WORK REQUIRED
Throughout the records below, find the lines with the string "StdRng" and give how many there are, nothing else.

EXERCISE INPUT
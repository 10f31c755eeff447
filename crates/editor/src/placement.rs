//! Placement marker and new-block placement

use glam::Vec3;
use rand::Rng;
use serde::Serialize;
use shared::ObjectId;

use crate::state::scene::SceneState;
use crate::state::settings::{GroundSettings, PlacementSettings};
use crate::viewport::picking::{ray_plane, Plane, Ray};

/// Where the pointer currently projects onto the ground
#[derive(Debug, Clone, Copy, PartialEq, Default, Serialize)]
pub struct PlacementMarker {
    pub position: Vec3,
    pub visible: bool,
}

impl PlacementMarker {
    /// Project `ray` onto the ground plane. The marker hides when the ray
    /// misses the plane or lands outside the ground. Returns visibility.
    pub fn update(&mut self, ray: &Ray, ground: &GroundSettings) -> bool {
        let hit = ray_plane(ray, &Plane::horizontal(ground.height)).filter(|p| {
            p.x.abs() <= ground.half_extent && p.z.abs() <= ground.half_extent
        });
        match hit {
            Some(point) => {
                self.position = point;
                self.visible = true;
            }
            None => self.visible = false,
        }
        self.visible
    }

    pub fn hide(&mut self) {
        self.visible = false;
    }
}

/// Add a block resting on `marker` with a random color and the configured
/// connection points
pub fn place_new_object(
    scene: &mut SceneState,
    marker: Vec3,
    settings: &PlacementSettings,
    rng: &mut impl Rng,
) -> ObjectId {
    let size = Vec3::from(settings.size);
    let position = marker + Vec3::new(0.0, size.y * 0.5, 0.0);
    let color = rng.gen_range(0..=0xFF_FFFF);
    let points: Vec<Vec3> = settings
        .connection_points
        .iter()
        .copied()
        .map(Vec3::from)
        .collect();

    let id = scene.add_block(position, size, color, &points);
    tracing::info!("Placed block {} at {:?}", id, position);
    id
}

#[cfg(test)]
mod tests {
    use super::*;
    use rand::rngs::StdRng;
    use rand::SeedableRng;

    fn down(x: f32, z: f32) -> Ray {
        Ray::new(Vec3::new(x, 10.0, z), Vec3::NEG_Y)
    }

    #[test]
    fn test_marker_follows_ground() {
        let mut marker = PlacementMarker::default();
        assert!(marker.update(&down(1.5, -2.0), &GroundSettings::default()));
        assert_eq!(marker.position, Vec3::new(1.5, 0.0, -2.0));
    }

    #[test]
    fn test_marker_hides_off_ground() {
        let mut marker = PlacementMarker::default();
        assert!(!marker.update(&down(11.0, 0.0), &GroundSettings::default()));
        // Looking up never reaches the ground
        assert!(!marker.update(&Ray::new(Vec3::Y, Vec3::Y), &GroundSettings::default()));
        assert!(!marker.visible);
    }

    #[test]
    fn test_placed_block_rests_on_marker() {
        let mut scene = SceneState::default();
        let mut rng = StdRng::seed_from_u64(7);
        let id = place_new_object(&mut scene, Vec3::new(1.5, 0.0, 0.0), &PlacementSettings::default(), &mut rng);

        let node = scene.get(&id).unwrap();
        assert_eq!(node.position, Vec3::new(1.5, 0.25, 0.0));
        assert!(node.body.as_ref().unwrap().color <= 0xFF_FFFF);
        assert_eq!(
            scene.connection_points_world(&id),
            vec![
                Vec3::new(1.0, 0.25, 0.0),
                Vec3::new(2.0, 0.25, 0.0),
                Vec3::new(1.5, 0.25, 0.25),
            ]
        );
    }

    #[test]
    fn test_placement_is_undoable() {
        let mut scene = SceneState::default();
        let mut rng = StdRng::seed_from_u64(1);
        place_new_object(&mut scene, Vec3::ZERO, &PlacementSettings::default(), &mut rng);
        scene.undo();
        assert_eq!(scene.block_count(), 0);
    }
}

OUTPUT BELOW
3